BMC Gastroenterology | |
Baseline thrombopoietin level is associated with platelet count improvement in thrombocytopenic chronic hepatitis C patients after successful direct-acting antiviral agent therapy | |
Ping-Hung Ko1  Yen-Chun Chen1  Kuo-Chih Tseng1  Chih-Wei Tseng1  Chi-Che Lee2  | |
[1] Department of Internal Medicine, Dalin Tzu Chi Hospital, Buddhist Tzu Chi Medical Foundation;Department of Medicine Research, Dalin Tzu Chi Hospital, Buddhist Tzu Chi Medical Foundation; | |
关键词: Chronic hepatitis C; Direct-acting antiviral agents; Platelet; Thrombocytopenia; Thrombopoietin; | |
DOI : 10.1186/s12876-021-01606-x | |
来源: DOAJ |
【 摘 要 】
Abstract Background Thrombocytopenia can rapidly improve in chronic hepatitis C (CHC) patients receiving direct-acting antiviral agents (DAA).
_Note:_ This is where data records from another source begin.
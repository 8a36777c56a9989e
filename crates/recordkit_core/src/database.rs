//! Entry point: a store, a configuration, and an optional audit sink.

use crate::audit::AuditSink;
use crate::config::Config;
use crate::scope::ScopeBuilder;
use recordkit_store::{InMemoryStore, Store};
use std::fmt;
use std::sync::Arc;

/// A handle shared by every request.
///
/// Cloning is cheap; clones share the store and the audit sink.
#[derive(Clone)]
pub struct Database {
    store: Arc<dyn Store>,
    config: Arc<Config>,
    audit: Option<Arc<dyn AuditSink>>,
}

impl Database {
    /// Wraps `store` with the default configuration.
    ///
    /// # Example
    ///
    /// ```rust
    /// use recordkit_core::Database;
    /// use recordkit_store::InMemoryStore;
    ///
    /// let db = Database::open(InMemoryStore::new());
    /// let scope = db.request().actor("u1", "Alice").build();
    /// assert!(!scope.in_transaction());
    /// ```
    pub fn open(store: impl Store + 'static) -> Self {
        Self::open_with_config(store, Config::default())
    }

    /// Wraps `store` with a custom configuration.
    ///
    /// ```rust
    /// use recordkit_core::{Config, Database};
    /// use recordkit_store::InMemoryStore;
    ///
    /// let db = Database::open_with_config(InMemoryStore::new(), Config::new().batch_limit(50));
    /// assert_eq!(db.config().batch_limit, 50);
    /// ```
    pub fn open_with_config(store: impl Store + 'static, config: Config) -> Self {
        Self::from_shared(Arc::new(store), config)
    }

    /// Wraps an already shared store.
    pub fn from_shared(store: Arc<dyn Store>, config: Config) -> Self {
        tracing::debug!(?config, "database opened");
        Self {
            store,
            config: Arc::new(config),
            audit: None,
        }
    }

    /// Opens a fresh in-memory database.
    #[must_use]
    pub fn open_in_memory() -> Self {
        Self::open(InMemoryStore::new())
    }

    /// Sends audit entries to `sink`.
    #[must_use]
    pub fn with_audit_sink(mut self, sink: Arc<dyn AuditSink>) -> Self {
        self.audit = Some(sink);
        self
    }

    /// Returns the configuration.
    #[must_use]
    pub fn config(&self) -> &Config {
        &self.config
    }

    /// Returns the underlying store.
    #[must_use]
    pub fn store(&self) -> &Arc<dyn Store> {
        &self.store
    }

    /// Starts building a request scope.
    pub fn request(&self) -> ScopeBuilder {
        ScopeBuilder::new(
            Arc::clone(&self.store),
            Arc::clone(&self.config),
            self.audit.clone(),
        )
    }
}

impl fmt::Debug for Database {
    fn fmt(&self, f: &mut fmt::Formatter<'_>) -> fmt::Result {
        f.debug_struct("Database")
            .field("config", &self.config)
            .field("audit", &self.audit.is_some())
            .finish_non_exhaustive()
    }
}

#[cfg(test)]
mod tests {
    use super::*;
    use crate::audit::MemoryAuditSink;

    #[test]
    fn requests_share_the_store() {
        let store = InMemoryStore::new();
        let db = Database::open(store.clone());
        let a = db.request().build();
        let b = db.request().build();
        assert_ne!(a.id(), b.id());
        a.tx()
            .executor()
            .insert("t", serde_json::Map::new())
            .unwrap();
        assert_eq!(store.raw_rows("t").len(), 1);
        assert_eq!(b.tx().executor().count("t", &recordkit_store::Query::new()).unwrap(), 1);
    }

    #[test]
    fn audit_sink_is_optional() {
        let db = Database::open_in_memory();
        assert!(format!("{db:?}").contains("audit: false"));
        let db = db.with_audit_sink(Arc::new(MemoryAuditSink::new()));
        assert!(format!("{db:?}").contains("audit: true"));
    }
}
The role of baseline (BL) thrombopoietin (TPO) in this phenomenon is unclear. Methods From June 2016 to February 2019, a total of 104 CHC patients receiving DAA, with a sustained virologic response and BL thrombocytopenia, at Dalin Tzu Chi Hospital, were enrolled in this retrospective study. Significant platelet count improvement and platelet count improvement ratio were analyzed for correlation with BL TPO. Results This cohort included 40 men (38.5%). Seventy-two (69.2%) patients had advanced fibrosis. The platelet count [median (range)] increased from 110.5 (32–149) × 103/µL at BL to 116.5 (40–196) and 118.0 (35–275) × 103/µL at end of treatment (EOT) and 12 weeks after EOT (P12), respectively, (EOT vs. BL, P < 0.001; P12 vs. BL, P < 0.001). BL TPO was positively correlated with significant platelet count improvement (P < 0.001), platelet count improvement ratio at EOT (P = 0.004), and P12 (P < 0.001). The area under the receiver operating characteristic curve and optimal cutoffs (pg/ml) were 0.77 (95% confidence interval, 0.67–0.86) and 120, respectively, for significant platelet count improvement prediction. The sensitivity, specificity, and accuracy were 88.6%, 71.7%, and 78.8%, respectively. Conclusions BL TPO level might be a useful marker for predicting significant platelet count improvement in thrombocytopenic patients after successful DAA therapy.